ふと耳に声が聞こえた気がした。だけど目を開けようとしても、目蓋が重たくてすぐには開けることができなかった。


「……ん…」


完全に眠ってはいないことを知らせようとして、一声のみを返すと、


「起きないと、何をされても知りませんよ?」


キィーと僅かに軋む音がして、ブレーキがかけられたようだった。



えっ、何をされても……?



慌てて目を開けようとする私のシートの上に、ぎしりと覆い被さる気配がした。


唇にふっと触れる感覚に、「あっ…」と目を見開くと、


真近に上から見下ろす彼の顔があった。


「……先生、あの……」


「……起きてしまったんですか?」


やや残念そうにも感じられる口ぶりで話して、


「起きなければ、このまま悪戯でもしてみようかと」


彼が薄く笑った表情を誤魔化すかのように、顔の下半分を片手で覆い隠して、一方の手でメガネのブリッジをツイと上へ押し上げた。


「……いたずらって、」


本気で……と思いつつ、その顔を見上げると、


「本気にしましたか?」


唇に拳をあてて、彼はクッと短く笑った。


「……からかったんですか?」


ちょっとだけ悔しくなって言い返すと、


「……いいえ」と、首が横に振られた。


「……本気、でしたよ」


囁いた彼が、私の耳に口づけて、


そのまま唇をずらして、キスを仕掛ける。


「本気で、起きなければ何をしてもと思っていましたが、」


啄むようなキスを何度も繰り返しながら、


「どちらが、よかったですか?」


本当には本気だったのか冗談だったのかも知れない口調で言い、彼は薄っすらと微笑を浮かべて見せた。

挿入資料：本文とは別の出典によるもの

impl Format {
    /// A custom template that is missing or does not parse is logged and
    /// replaced by the built-in one.
    pub fn new(strategy: Strategy, options: &FormatOptions) -> Self {
        let format_type = strategy.as_strategy().format_type();
        let base = BaseFormat::new(format_type);
        let default_template = strategy.as_strategy().default_template();

        let template = match options.template.as_deref() {
            Some(path) => load_custom_template(&base, format_type, path)
                .unwrap_or_else(|| default_template.to_string()),
            None => default_template.to_string(),
        };

        Self {
            base,
            strategy,
            template,
            user_rules: options.user_rules,
        }
    }

    fn strategy(&self) -> &dyn FormatStrategy {
        self.strategy.as_strategy()
    }

    pub fn format_type(&self) -> FormatType {
        self.base.format_type()
    }

    pub fn metadata(&self) -> FormatMetadata {
        self.strategy().metadata()
    }

    pub fn template(&self) -> &str {
        &self.template
    }

    pub fn is_single_file(&self) -> bool {
        self.strategy().layout(self.user_rules).is_single_file()
    }

    /// Absolute location of this format's output under `config`.
    pub fn output_path(&self, config: &FormatConfig) -> PathBuf {
        config
            .base_dir
            .join(self.strategy().layout(config.is_user_rules).path())
    }

    // ============================================================
    // Transform
    // ============================================================

    /// Render a rule in two stages: its own content as a template, then the
    /// format wrapper with `content` bound to the stage one result.
    pub fn transform(&self, processed: &ProcessedRule) -> Result<TransformedRule> {
        let rule = &processed.rule;
        let strategy = self.strategy();

        let rendered = self.base.render_with(
            "rendering rule content",
            rule,
            &processed.variables,
            &rule.content,
            &[],
        )?;

        let extras = strategy.template_extras(rule);
        let mut wrapper_vars = extras.clone();
        wrapper_vars.insert("content".into(), Value::String(rendered));

        let content = self
            .base
            .render_with(
                "rendering format template",
                rule,
                &processed.variables,
                &self.template,
                &[&wrapper_vars],
            )?
            .trim_end()
            .to_string();

        let (filename, relative_path) = match strategy.layout(self.user_rules) {
            Layout::SingleFile(path) => (file_name(&path), path_string(&path)),
            Layout::Directory(dir) => {
                let filename = strategy.generate_filename(&rule.id);
                let relative = path_string(&dir.join(&filename));
                (filename, relative)
            }
        };

        let mut metadata = BTreeMap::new();
        metadata.insert("format".into(), Value::from(self.format_type().as_str()));
        metadata.insert("filename".into(), Value::from(filename.clone()));
        metadata.insert("relative_path".into(), Value::from(relative_path.clone()));
        if let Some(mode) = strategy.mode() {
            metadata.insert("mode".into(), Value::from(mode.as_str()));
        }
        for (key, value) in extras {
            metadata.insert(key, value);
        }

        debug!(rule_id = %rule.id, format = %self.format_type(), "Transformed rule");

        Ok(TransformedRule {
            rule: Arc::clone(rule),
            size: content.len(),
            content_hash: base::content_hash(&content),
            content,
            filename,
            relative_path,
            metadata,
            transformed_at: Utc::now(),
        })
    }

    // ============================================================
    // Validate
    // ============================================================

    pub fn validate(&self, rule: &Rule) -> ValidationResult {
        let strategy = self.strategy();
        let mut result = self.base.validate_rule(rule);
        if let Some(mode) = strategy.mode() {
            result = result.with_metadata("mode", mode.as_str());
        }

        if !rule.content.trim().is_empty() {
            if let Err(e) = self.base.engine().validate(&rule.content) {
                result.add_error("content", e.to_string(), "INVALID_TEMPLATE");
            }
        }

        strategy.validate_rule(rule, &mut result);
        result
    }

    // ============================================================
    // Write
    // ============================================================

    /// Persist `rules` as the complete set for this format. Single-file
    /// outputs are rebuilt; multi-file outputs get one file per rule.
    pub fn write(&self, rules: &[TransformedRule], config: &FormatConfig) -> Result<()> {
        if rules.is_empty() {
            debug!(format = %self.format_type(), "No rules to write");
            return Ok(());
        }

        let strategy = self.strategy();
        for rule in rules {
            strategy.check_rule(rule)?;
        }

        match strategy.layout(config.is_user_rules) {
            Layout::SingleFile(relative) => {
                let sections: Vec<String> = rules.iter().map(tracked_content).collect();
                self.write_single(&config.base_dir.join(relative), &sections)
            }
            Layout::Directory(relative) => {
                check_unique_filenames(rules)?;
                self.write_multi(&config.base_dir.join(relative), rules)
            }
        }
    }

    fn write_single(&self, path: &Path, sections: &[String]) -> Result<()> {
        let body = render_body(sections);

        // Same rules as last time: keep the file, and its timestamp, as is.
        if let Some(existing) = base::read_optional(path)? {
            if existing_body(&existing) == Some(body.as_str()) {
                debug!(path = %path.display(), "Output unchanged, skipping write");
                return Ok(());
            }
        }

        let generated_at = Utc::now().format(TIMESTAMP_FORMAT).to_string();
        let header = self
            .strategy()
            .single_file_header(sections.len(), &generated_at);
        base::write_if_changed(path, &format!("{}{}", header, body))?;

        info!(
            format = %self.format_type(),
            path = %path.display(),
            rules = sections.len(),
            "Wrote rules file"
        );
        Ok(())
    }

    fn write_multi(&self, dir: &Path, rules: &[TransformedRule]) -> Result<()> {
        base::ensure_dir(dir)?;

        let mut written = 0;
        for rule in rules {
            let path = dir.join(&rule.filename);
            let content = format!("{}\n", tracked_content(rule));
            if base::write_if_changed(&path, &content)? {
                written += 1;
            }
        }

        info!(
            format = %self.format_type(),
            dir = %dir.display(),
            written,
            unchanged = rules.len() - written,
            "Wrote rule files"
        );
        Ok(())
    }

    // ============================================================
    // List
    // ============================================================

    /// Rules currently installed under `config`, reconstructed from disk.
    /// Nothing generated yet is an empty list, not an error.
    pub fn list(&self, config: &FormatConfig) -> Result<Vec<InstalledRule>> {
        match self.strategy().layout(config.is_user_rules) {
            Layout::SingleFile(relative) => self.list_single(&config.base_dir, &relative),
            Layout::Directory(relative) => self.list_multi(&config.base_dir, &relative),
        }
    }

    fn list_single(&self, base_dir: &Path, relative: &Path) -> Result<Vec<InstalledRule>> {
        let path = base_dir.join(relative);
        let Some(text) = base::read_optional(&path)? else {
            return Ok(Vec::new());
        };
        let installed_at = base::modified_time(&path)?;
        let filename = file_name(relative);
        let relative_path = path_string(relative);

        let rules = split_sections(&text)
            .iter()
            .enumerate()
            .map(|(index, section)| {
                let label = base::extract_title(section)
                    .unwrap_or_else(|| format!("section-{}", index + 1));
                let mut installed =
                    self.reconstruct(section, None, &label, &filename, &relative_path, installed_at);
                installed
                    .transformed
                    .metadata
                    .insert("section".into(), Value::from(index));
                installed
            })
            .collect();
        Ok(rules)
    }

    fn list_multi(&self, base_dir: &Path, relative: &Path) -> Result<Vec<InstalledRule>> {
        let dir = base_dir.join(relative);
        let entries = match fs::read_dir(&dir) {
            Ok(entries) => entries,
            Err(e) if e.kind() == ErrorKind::NotFound => return Ok(Vec::new()),
            Err(e) => return Err(FormatError::io("read rules directory", &dir)(e)),
        };

        let strategy = self.strategy();
        let extension = strategy.file_extension();
        let reserved = strategy.reserved_filenames();

        let mut filenames = Vec::new();
        for entry in entries {
            let entry = entry.map_err(FormatError::io("read rules directory", &dir))?;
            if !entry.path().is_file() {
                continue;
            }
            let name = entry.file_name().to_string_lossy().into_owned();
            if name.ends_with(extension) && !reserved.contains(&name.as_str()) {
                filenames.push(name);
            }
        }
        filenames.sort();

        let mut rules = Vec::with_capacity(filenames.len());
        for filename in filenames {
            let path = dir.join(&filename);
            let Some(text) = base::read_optional(&path)? else {
                // Deleted between listing and reading.
                continue;
            };
            let installed_at = base::modified_time(&path)?;
            let stem = filename.strip_suffix(extension).unwrap_or(&filename);
            let relative_path = path_string(&relative.join(&filename));
            rules.push(self.reconstruct(
                &text,
                Some(stem),
                stem,
                &filename,
                &relative_path,
                installed_at,
            ));
        }
        Ok(rules)
    }

    fn reconstruct(
        &self,
        text: &str,
        stem: Option<&str>,
        label: &str,
        filename: &str,
        relative_path: &str,
        installed_at: DateTime<Utc>,
    ) -> InstalledRule {
        let (id, identity) = base::resolve_identity(text, stem, label);
        let parsed = ParsedRuleId::parse_lenient(&id);
        let content = base::strip_tracking_comments(text);
        let title = base::extract_title(&content)
            .or_else(|| stem.map(str::to_string))
            .unwrap_or_else(|| parsed.name().to_string());

        let rule = Rule {
            id,
            title,
            content: content.clone(),
            source: parsed.source.clone(),
            git_ref: parsed.git_ref.clone(),
            variables: parsed.variables.clone(),
            ..Default::default()
        };

        let mut metadata = BTreeMap::new();
        metadata.insert("format".into(), Value::from(self.format_type().as_str()));
        metadata.insert("filename".into(), Value::from(filename));
        metadata.insert("relative_path".into(), Value::from(relative_path));
        metadata.insert("identity".into(), Value::from(identity.as_str()));

        InstalledRule {
            transformed: TransformedRule {
                rule: Arc::new(rule),
                size: content.len(),
                content_hash: base::content_hash(&content),
                content,
                filename: filename.to_string(),
                relative_path: relative_path.to_string(),
                metadata,
                transformed_at: installed_at,
            },
            installed_at,
        }
    }

    // ============================================================
    // Remove
    // ============================================================

    /// Remove one installed rule. `rule_id` may be a full rule ID or a bare
    /// rule path; ref and variables are ignored when matching.
    pub fn remove(&self, rule_id: &str, config: &FormatConfig) -> Result<()> {
        match self.strategy().layout(config.is_user_rules) {
            Layout::SingleFile(relative) => self.remove_single(rule_id, config, &relative),
            Layout::Directory(relative) => self.remove_multi(rule_id, config, &relative),
        }
    }

    fn remove_single(&self, rule_id: &str, config: &FormatConfig, relative: &Path) -> Result<()> {
        let path = config.base_dir.join(relative);
        let Some(text) = base::read_optional(&path)? else {
            return Err(FormatError::RuleNotFound(rule_id.to_string()));
        };

        let sections = split_sections(&text);
        let mut removed = false;
        let kept: Vec<String> = sections
            .into_iter()
            .filter(|section| {
                let (id, _) = base::resolve_identity(section, None, "");
                let matched = !removed && matches_rule(rule_id, &id);
                removed |= matched;
                !matched
            })
            .collect();

        if !removed {
            return Err(FormatError::RuleNotFound(rule_id.to_string()));
        }

        if kept.is_empty() {
            base::remove_file(&path)?;
            info!(path = %path.display(), "Removed last rule, deleted rules file");
            return Ok(());
        }

        let generated_at = Utc::now().format(TIMESTAMP_FORMAT).to_string();
        let header = self.strategy().single_file_header(kept.len(), &generated_at);
        base::write_if_changed(&path, &format!("{}{}", header, render_body(&kept)))?;
        info!(rule_id, path = %path.display(), remaining = kept.len(), "Removed rule");
        Ok(())
    }

    fn remove_multi(&self, rule_id: &str, config: &FormatConfig, relative: &Path) -> Result<()> {
        let installed = self.list(config)?;
        let target = installed
            .iter()
            .find(|rule| matches_rule(rule_id, rule.id()))
            .ok_or_else(|| FormatError::RuleNotFound(rule_id.to_string()))?;

        let dir = config.base_dir.join(relative);
        let path = dir.join(&target.transformed.filename);
        base::remove_file(&path)?;
        info!(rule_id, path = %path.display(), "Removed rule file");

        // Prune the rules directory and its dot-directory if now empty.
        let mut current = Some(dir.as_path());
        while let Some(dir) = current {
            if dir == config.base_dir || !dir.starts_with(&config.base_dir) {
                break;
            }
            if !is_empty_dir(dir) {
                break;
            }
            base::remove_dir_if_empty(dir);
            current = dir.parent();
        }
        Ok(())
    }
}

やっぱりからかわれたんだ……と、少し拗ねて下唇を噛み、上目遣いにその顔を睨むと、


「もし本当に何かをされていたとしても、そんな表情をしていましたか?」


噛みしめている唇に指の一本で触れられて、「それは……」と言葉に詰まった。


「覚えておいてください」


ふいに言うのに、何をだろうと感じる。


「私は本気になれば、何をするかわからないので」


触れている人差し指で、私の唇をすーっと横にいてなぞると、


「悪戯ぐらいで済めばいいのですが……」


僅かに細めた妖艶な眼差しで、じっとこちらを覗き込んだ。